A Dresden court has ordered YouTube to pay a fine for its customary high-handed behavior in deleting “misinformation” about the Wuhan Coronavirus. However, the amount of the fine is chump change — Google execs spend more than that in a weekend on hookers.
Many thanks to Hellequin GB for translating this article from Die Welt:
Dresden Higher Regional Court imposes a fine of €100,000 on YouTube
In late January, YouTube deleted a user’s video, referring to its “Policy on Medical Misinformation about COVID-19”. Wrongly, as a court later decided. Instead of putting the video back online immediately, YouTube took several weeks.
The Higher Regional Court (OLG) of Dresden imposed a fine of €100,000 on the video platform YouTube because it took weeks to restore an online video that had previously been wrongly deleted.
In the decision of July 5, which Welt am Sonntag documents, the OLG speaks of an intentional and serious violation. On April 20 the court ruled that YouTube had to restore the video about Corona protests in Switzerland immediately. The platform did not comply with this until May 14, 2020.

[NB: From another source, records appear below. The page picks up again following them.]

pub mod vault;

pub use vault::*;
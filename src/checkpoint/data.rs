//! Data structures for the checkpoint log.

use std::fmt;
use std::path::{Path, PathBuf};

use chrono::{DateTime, Utc};
use serde::{Deserialize, Serialize};
use unicode_normalization::UnicodeNormalization;

/// Current version of the checkpoint file format.
pub const CHECKPOINT_VERSION: u32 = 1;

/// Default checkpoint file name, placed in the target root.
pub const CHECKPOINT_FILE_NAME: &str = ".mediadupe-checkpoint.jsonl";

/// Coarse progress marker of a run.
#[derive(Debug, Clone, Copy, PartialEq, Eq, PartialOrd, Ord, Default, Serialize, Deserialize)]
#[serde(rename_all = "snake_case")]
pub enum Phase {
    /// Nothing recorded yet; also implied by a missing checkpoint
    #[default]
    Start,
    /// Walking and hashing
    Scanning,
    /// Applying quarantine or delete actions
    Resolving,
    /// Placing survivors (recorded for compatibility, not driven here)
    Organizing,
}

impl fmt::Display for Phase {
    fn fmt(&self, f: &mut fmt::Formatter<'_>) -> fmt::Result {
        match self {
            Self::Start => write!(f, "start"),
            Self::Scanning => write!(f, "scanning"),
            Self::Resolving => write!(f, "resolving"),
            Self::Organizing => write!(f, "organizing"),
        }
    }
}

/// First line of every checkpoint file.
#[derive(Debug, Clone, PartialEq, Eq, Serialize, Deserialize)]
pub struct CheckpointHeader {
    /// Format version.
    pub version: u32,
    /// Run identifier; doubles as the quarantine namespace.
    pub run_id: String,
    /// Target root the run operates on.
    pub root: PathBuf,
    /// When the checkpoint was created.
    pub created_at: DateTime<Utc>,
}

impl CheckpointHeader {
    /// Create a header for a new run.
    #[must_use]
    pub fn new(run_id: String, root: PathBuf) -> Self {
        Self {
            version: CHECKPOINT_VERSION,
            run_id,
            root,
            created_at: Utc::now(),
        }
    }
}

/// A single committed unit of progress.
///
/// The log does not interpret the payloads; they are opaque to everything
/// except the stage that wrote them.
#[derive(Debug, Clone, PartialEq, Serialize, Deserialize)]
#[serde(tag = "type", rename_all = "snake_case")]
pub enum Record {
    /// A completed unit of hashing work and its result.
    Unit {
        /// Stable identifier (see [`prehash_unit`], [`fullhash_unit`])
        key: String,
        /// Result of the unit, usually a hex digest
        value: String,
    },
    /// The run moved to a new phase.
    Phase {
        /// Phase entered
        phase: Phase,
    },
    /// A planned resolution, written before any filesystem mutation.
    ActionIntent {
        /// Group identifier
        group: String,
        /// Planned action
        action: serde_json::Value,
    },
    /// Result of executing an intent.
    ActionOutcome {
        /// Group identifier
        group: String,
        /// Whether every file of the group reached its planned state
        completed: bool,
        /// The intent can no longer complete and is dropped from the pending set
        #[serde(default, skip_serializing_if = "std::ops::Not::not")]
        abandoned: bool,
        /// Executed action details
        outcome: serde_json::Value,
    },
}

/// On-disk form of a record line.
#[derive(Debug, Clone, Serialize, Deserialize)]
pub(crate) struct Entry {
    /// Position in the log, starting at 1 and gapless.
    pub seq: u64,
    /// SHA256 of the compact JSON of `record`.
    pub checksum: String,
    /// The record itself.
    pub record: Record,
}

/// Normalized form of a path used inside unit keys.
///
/// Unicode normalization keeps keys stable when a filesystem hands back
/// decomposed names on one run and composed names on the next.
#[must_use]
pub fn normalize_path(path: &Path) -> String {
    path.to_string_lossy().nfc().collect()
}

/// Unit key for a partial digest.
///
/// The prefix length is part of the key so a changed setting never reuses
/// digests computed over a different prefix.
#[must_use]
pub fn prehash_unit(path: &Path, size: u64, mtime: u64, prehash_bytes: u64) -> String {
    format!(
        "prehash:{prehash_bytes}:{size}:{mtime}:{}",
        normalize_path(path)
    )
}

/// Unit key for a full digest.
#[must_use]
pub fn fullhash_unit(path: &Path, size: u64, mtime: u64) -> String {
    format!("fullhash:{size}:{mtime}:{}", normalize_path(path))
}

/// Unit key for a resolved duplicate group.
#[must_use]
pub fn group_unit(group_id: &str) -> String {
    format!("group:{group_id}")
}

The lawyer Joachim Steinhöfel, who represents the account operator, considers the court’s decision to be a guideline for freedom of expression on the Internet. “With the historically high fine, the Higher Regional Court makes it very clear that court decisions must be observed without restriction, regardless of whether YouTube assumes a violation of its guidelines or not,” said Steinhöfel.
For YouTube, the case doesn’t seem to be over yet. A spokesman told Welt am Sonntag: “We have a responsibility to connect our users with trustworthy information and to combat misinformation during COVID-19. This is a decision on a case-by-case basis that we respect and will review accordingly.”
YouTube had deleted the video at the end of January with reference to its “Policy on medical misinformation about COVID-19”. However, the court rejected this. Among other things, it came to the conclusion that the amended guidelines had not been effectively incorporated into the contract with the account operator. An amendment contract is required for this. The mere indication that there may be changes in the future is not sufficient.